> TASK DETAILS
All lines up to and including the one that contains "match (self.source.len(), self.limit)" are to be transcribed exactly, starting from the first line of the records.

_ _ _ _ _ _ _

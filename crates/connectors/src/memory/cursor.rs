use crate::memory::table::RowSource;
use async_trait::async_trait;
use model::{ColumnMetadata, Row};
use std::time::Duration;
use stream_core::{CursorError, RowCursor};

/// Cursor over an in-memory table.
#[derive(Debug)]
pub struct MemoryCursor {
    columns: ColumnMetadata,
    source: RowSource,
    position: usize,
    limit: Option<usize>,
    row_latency: Option<Duration>,
    fail_at: Option<usize>,
    closed: bool,
}

impl MemoryCursor {
    pub fn new(columns: ColumnMetadata, source: RowSource) -> Self {
        Self {
            columns,
            source,
            position: 0,
            limit: None,
            row_latency: None,
            fail_at: None,
            closed: false,
        }
    }

    pub fn with_limit(mut self, limit: Option<usize>) -> Self {
        self.limit = limit;
        self
    }

    pub fn with_row_latency(mut self, latency: Option<Duration>) -> Self {
        self.row_latency = latency;
        self
    }

    /// Reading row `index` fails as if the connection dropped.
    pub fn with_failure_at(mut self, index: Option<usize>) -> Self {
        self.fail_at = index;
        self
    }

    fn end(&self) -> Option<usize> {
        match (self.source.len(), self.limit) {
            (Some(len), Some(limit)) => Some(len.min(limit)),
            (len, None) => len,
            (None, limit) => limit,
        }
    }
}

#[async_trait]
impl RowCursor for MemoryCursor {
    fn columns(&self) -> Result<ColumnMetadata, CursorError> {
        Ok(self.columns.clone())
    }

    async fn has_next(&mut self) -> bool {
        !self.closed && self.end().is_none_or(|end| self.position < end)
    }

    async fn next(&mut self) -> Result<Row, CursorError> {
        if self.closed {
            return Err(CursorError::Fetch("cursor is closed".into()));
        }
        if let Some(latency) = self.row_latency {
            tokio::time::sleep(latency).await;
        }
        if self.fail_at == Some(self.position) {
            return Err(CursorError::Fetch(format!(
                "connection reset while reading row {}",
                self.position
            )));
        }
        if self.end().is_some_and(|end| self.position >= end) {
            return Err(CursorError::Exhausted);
        }
        let row = self.source.row(self.position).ok_or(CursorError::Exhausted)?;
        self.position += 1;
        Ok(row)
    }

    async fn close(&mut self) -> Result<(), CursorError> {
        self.closed = true;
        Ok(())
    }
}
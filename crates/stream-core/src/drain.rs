use crate::{
    queue::Pop,
    session::{Fetched, IterationSession},
};
use model::RowBatch;
use std::{sync::atomic::Ordering, time::Duration};
use tokio::time::Instant;
use tracing::{debug, info};

/// Events the streaming core emits to the UI model.
#[derive(Debug, Clone, PartialEq)]
pub enum UiEvent {
    Rows(RowBatch),
    /// Emitted exactly once per session, after the last rows. `error` carries
    /// the text of a fetch failure; a normal end has none.
    StreamFinished { error: Option<String> },
}

#[derive(Debug, Clone, PartialEq, Eq)]
pub struct StreamEnd {
    pub error: Option<String>,
}

/// Output of one drain.
#[derive(Debug, Clone, Default, PartialEq)]
pub struct Delivery {
    pub rows: RowBatch,
    /// Set on the delivery that observed the end of the stream.
    pub end: Option<StreamEnd>,
}

impl Delivery {
    pub fn is_final(&self) -> bool {
        self.end.is_some()
    }

    pub fn into_events(self) -> Vec<UiEvent> {
        let mut events = Vec::with_capacity(2);
        if !self.rows.is_empty() {
            events.push(UiEvent::Rows(self.rows));
        }
        if let Some(end) = self.end {
            events.push(UiEvent::StreamFinished { error: end.error });
        }
        events
    }
}

impl IterationSession {
    /// Collects buffered rows for at most `deadline`.
    ///
    /// Returns early with a final delivery once the channel is seen closed.
    /// An empty delivery only means nothing arrived in time. Returns `None`
    /// when another drain is already running or the session was cancelled
    /// before the result could be handed over.
    pub async fn drain(&self, deadline: Duration) -> Option<Delivery> {
        let Ok(mut consumer) = self.consumer.try_lock() else {
            debug!(session = %self.id, "Drain already in flight");
            return None;
        };
        if self.state.is_closed() {
            return None;
        }
        self.metrics.increment_drains();

        let until = Instant::now() + deadline;
        let mut rows = RowBatch::new();
        let mut bytes = 0usize;

        let closed = loop {
            if Instant::now() >= until {
                break false;
            }
            match consumer.pop_until(until).await {
                Pop::Item(Fetched::Row(row)) => {
                    bytes += row.size_bytes();
                    rows.push(row);
                }
                Pop::Item(Fetched::Failed(message)) => self.record_error(message),
                Pop::TimedOut => break false,
                Pop::Closed => break true,
            }
        };

        // Cancelled while waiting: the rows are discarded, not an error.
        if self.state.is_closed() {
            debug!(session = %self.id, dropped = rows.len(), "Discarding drain after cancel");
            return None;
        }

        let delivered = rows.len();
        let total = self.total_processed.fetch_add(delivered, Ordering::SeqCst) + delivered;
        self.metrics
            .increment_delivered(delivered as u64, bytes as u64);

        let mut end = None;
        if closed {
            self.mark_finished();
            if !self.end_delivered.swap(true, Ordering::SeqCst) {
                let error = self.take_error();
                info!(
                    session = %self.id,
                    total,
                    failed = error.is_some(),
                    "Stream finished"
                );
                end = Some(StreamEnd { error });
            }
        }

        Some(Delivery { rows, end })
    }
}
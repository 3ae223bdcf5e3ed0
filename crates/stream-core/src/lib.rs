pub mod close;
pub mod cursor;
pub mod drain;
pub mod error;
pub mod metrics;
pub mod options;
pub mod queue;
pub mod session;
pub mod state;
mod worker;

#[cfg(test)]
mod tests;

pub use close::{CloseHandle, CloseOutcome, CloseStatus};
pub use cursor::{QueryExecutor, QueryOutcome, RowCursor, SharedCursor};
pub use drain::{Delivery, StreamEnd, UiEvent};
pub use error::{CursorError, QueryError, SessionError};
pub use metrics::{StreamMetrics, StreamMetricsSnapshot};
pub use options::StreamOptions;
pub use session::{IterationSession, SessionId};
pub use state::StreamState;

_ _ _ _ _ _ _

> RESPONSE AREA
filename crates/connectors/src/memory/cursor.rs
use crate::memory::table::RowSource;
use async_trait::async_trait;
use model::{ColumnMetadata, Row};
use std::time::Duration;
use stream_core::{CursorError, RowCursor};

/// Cursor over an in-memory table.
#[derive(Debug)]
pub struct MemoryCursor {
    columns: ColumnMetadata,
    source: RowSource,
    position: usize,
    limit: Option<usize>,
    row_latency: Option<Duration>,
    fail_at: Option<usize>,
    closed: bool,
}

impl MemoryCursor {
    pub fn new(columns: ColumnMetadata, source: RowSource) -> Self {
        Self {
            columns,
            source,
            position: 0,
            limit: None,
            row_latency: None,
            fail_at: None,
            closed: false,
        }
    }

    pub fn with_limit(mut self, limit: Option<usize>) -> Self {
        self.limit = limit;
        self
    }

    pub fn with_row_latency(mut self, latency: Option<Duration>) -> Self {
        self.row_latency = latency;
        self
    }

    /// Reading row `index` fails as if the connection dropped.
    pub fn with_failure_at(mut self, index: Option<usize>) -> Self {
        self.fail_at = index;
        self
    }

    fn end(&self) -> Option<usize> {
        match (self.source.len(), self.limit) {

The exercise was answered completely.